Reproduce every line in the material below that holds "tracing".

+++ Material provided

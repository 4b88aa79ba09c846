//! Reference data cache.
//!
//! Valid category and account names live on a configuration sheet and are
//! refreshed at most once per TTL window. The refresh happens under the
//! cache lock, so concurrent callers single-flight one remote fetch. When
//! the remote fetch fails and a previous snapshot exists, the stale
//! snapshot is served instead of an error.

use std::sync::Arc;
use std::time::{Duration, Instant};

use tokio::sync::Mutex;

use crate::config::CatalogRanges;
use crate::error::Result;
use crate::ledger::LedgerStore;

/// One consistent view of the reference data.
#[derive(Debug, Clone, Default, PartialEq)]
pub struct CatalogSnapshot {
    pub expense_categories: Vec<String>,
    pub income_categories: Vec<String>,
    pub accounts: Vec<String>,
}

impl CatalogSnapshot {
    /// Case-insensitive membership, returning the canonical spelling.
    /// Canonical input comes back unchanged, which keeps a second
    /// validation pass a no-op.
    pub fn canonical_expense_category(&self, name: &str) -> Option<String> {
        canonical(&self.expense_categories, name)
    }

    pub fn canonical_income_category(&self, name: &str) -> Option<String> {
        canonical(&self.income_categories, name)
    }

    pub fn canonical_account(&self, name: &str) -> Option<String> {
        canonical(&self.accounts, name)
    }
}

fn canonical(list: &[String], needle: &str) -> Option<String> {
    let needle = needle.trim();
    list.iter()
        .find(|entry| entry.to_lowercase() == needle.to_lowercase())
        .cloned()
}

struct CachedState {
    snapshot: Arc<CatalogSnapshot>,
    fetched_at: Instant,
}

/// Time-boxed cache over the configuration ranges of the ledger store.
pub struct Catalog {
    store: Arc<dyn LedgerStore>,
    ranges: CatalogRanges,
    ttl: Duration,
    state: Mutex<Option<CachedState>>,
}

impl Catalog {
    pub fn new(store: Arc<dyn LedgerStore>, ranges: CatalogRanges, ttl: Duration) -> Self {
        Self {
            store,
            ranges,
            ttl,
            state: Mutex::new(None),
        }
    }

    /// Current snapshot, refreshed if older than the TTL.
    pub async fn snapshot(&self) -> Result<Arc<CatalogSnapshot>> {
        let mut state = self.state.lock().await;
        if let Some(cached) = state.as_ref() {
            if cached.fetched_at.elapsed() < self.ttl {
                return Ok(Arc::clone(&cached.snapshot));
            }
        }

        match self.fetch().await {
            Ok(snapshot) => {
                let snapshot = Arc::new(snapshot);
                *state = Some(CachedState {
                    snapshot: Arc::clone(&snapshot),
                    fetched_at: Instant::now(),
                });
                Ok(snapshot)
            }
            Err(err) => match state.as_ref() {
                Some(cached) => {
                    tracing::warn!(%err, "catalog refresh failed, serving stale snapshot");
                    Ok(Arc::clone(&cached.snapshot))
                }
                None => Err(err),
            },
        }
    }

    async fn fetch(&self) -> Result<CatalogSnapshot> {
        let expense_categories = self
            .store
            .read_column(&self.ranges.expense_categories)
            .await?;
        let income_categories = self.store.read_column(&self.ranges.income_categories).await?;
        let accounts = self.store.read_column(&self.ranges.accounts).await?;
        tracing::debug!(
            expenses = expense_categories.len(),
            incomes = income_categories.len(),
            accounts = accounts.len(),
            "catalog refreshed"
        );
        Ok(CatalogSnapshot {
            expense_categories,
            income_categories,
            accounts,
        })
    }
}

#[cfg(test)]
mod tests {
    #![allow(clippy::unwrap_used, clippy::expect_used)]

    use super::*;
    use crate::error::LedgerError;
    use crate::ledger::BatchOp;
    use async_trait::async_trait;
    use std::sync::atomic::{AtomicBool, AtomicUsize, Ordering};

    struct CountingStore {
        fetches: AtomicUsize,
        fail: AtomicBool,
    }

    impl CountingStore {
        fn new() -> Self {
            Self {
                fetches: AtomicUsize::new(0),
                fail: AtomicBool::new(false),
            }
        }
    }

    #[async_trait]
    impl LedgerStore for CountingStore {
        async fn read_range(&self, range: &str) -> Result<Vec<Vec<String>>> {
            if self.fail.load(Ordering::SeqCst) {
                return Err(LedgerError::Store("remote unavailable".to_owned()));
            }
            self.fetches.fetch_add(1, Ordering::SeqCst);
            let values = if range.contains("M7") {
                vec![vec!["Наличные".to_owned()], vec!["Карта".to_owned()]]
            } else {
                vec![vec!["Продукты".to_owned()]]
            };
            Ok(values)
        }

        async fn batch(&self, _ops: Vec<BatchOp>) -> Result<()> {
            Ok(())
        }
    }

    #[tokio::test]
    async fn serves_cached_snapshot_within_ttl() {
        let store = Arc::new(CountingStore::new());
        let catalog = Catalog::new(
            Arc::clone(&store) as Arc<dyn LedgerStore>,
            CatalogRanges::default(),
            Duration::from_secs(300),
        );

        let first = catalog.snapshot().await.unwrap();
        let second = catalog.snapshot().await.unwrap();
        assert_eq!(first, second);
        // Three ranges per refresh, refreshed once.
        assert_eq!(store.fetches.load(Ordering::SeqCst), 3);
    }

    #[tokio::test]
    async fn zero_ttl_refreshes_every_time() {
        let store = Arc::new(CountingStore::new());
        let catalog = Catalog::new(
            Arc::clone(&store) as Arc<dyn LedgerStore>,
            CatalogRanges::default(),
            Duration::ZERO,
        );
        catalog.snapshot().await.unwrap();
        catalog.snapshot().await.unwrap();
        assert_eq!(store.fetches.load(Ordering::SeqCst), 6);
    }

    #[tokio::test]
    async fn stale_snapshot_survives_remote_failure() {
        let store = Arc::new(CountingStore::new());
        let catalog = Catalog::new(
            Arc::clone(&store) as Arc<dyn LedgerStore>,
            CatalogRanges::default(),
            Duration::ZERO,
        );
        let first = catalog.snapshot().await.unwrap();
        store.fail.store(true, Ordering::SeqCst);
        let stale = catalog.snapshot().await.unwrap();
        assert_eq!(first, stale);
    }

    #[tokio::test]
    async fn cold_cache_propagates_remote_failure() {
        let store = Arc::new(CountingStore::new());
        store.fail.store(true, Ordering::SeqCst);
        let catalog = Catalog::new(
            Arc::clone(&store) as Arc<dyn LedgerStore>,
            CatalogRanges::default(),
            Duration::ZERO,
        );
        assert!(catalog.snapshot().await.is_err());
    }

    #[test]
    fn canonical_lookup_is_case_insensitive_and_idempotent() {
        let snapshot = CatalogSnapshot {
            expense_categories: vec!["Продукты".to_owned()],
            income_categories: vec![],
            accounts: vec!["Наличные".to_owned()],
        };
        assert_eq!(
            snapshot.canonical_expense_category("продукты"),
            Some("Продукты".to_owned())
        );
        // Already-canonical input is unchanged.
        assert_eq!(
            snapshot.canonical_expense_category("Продукты"),
            Some("Продукты".to_owned())
        );
        assert_eq!(snapshot.canonical_account("касса"), None);
    }
}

++++++

* _Reply_:
                    tracing::warn!(%err, "catalog refresh failed, serving stale snapshot");
        tracing::debug!(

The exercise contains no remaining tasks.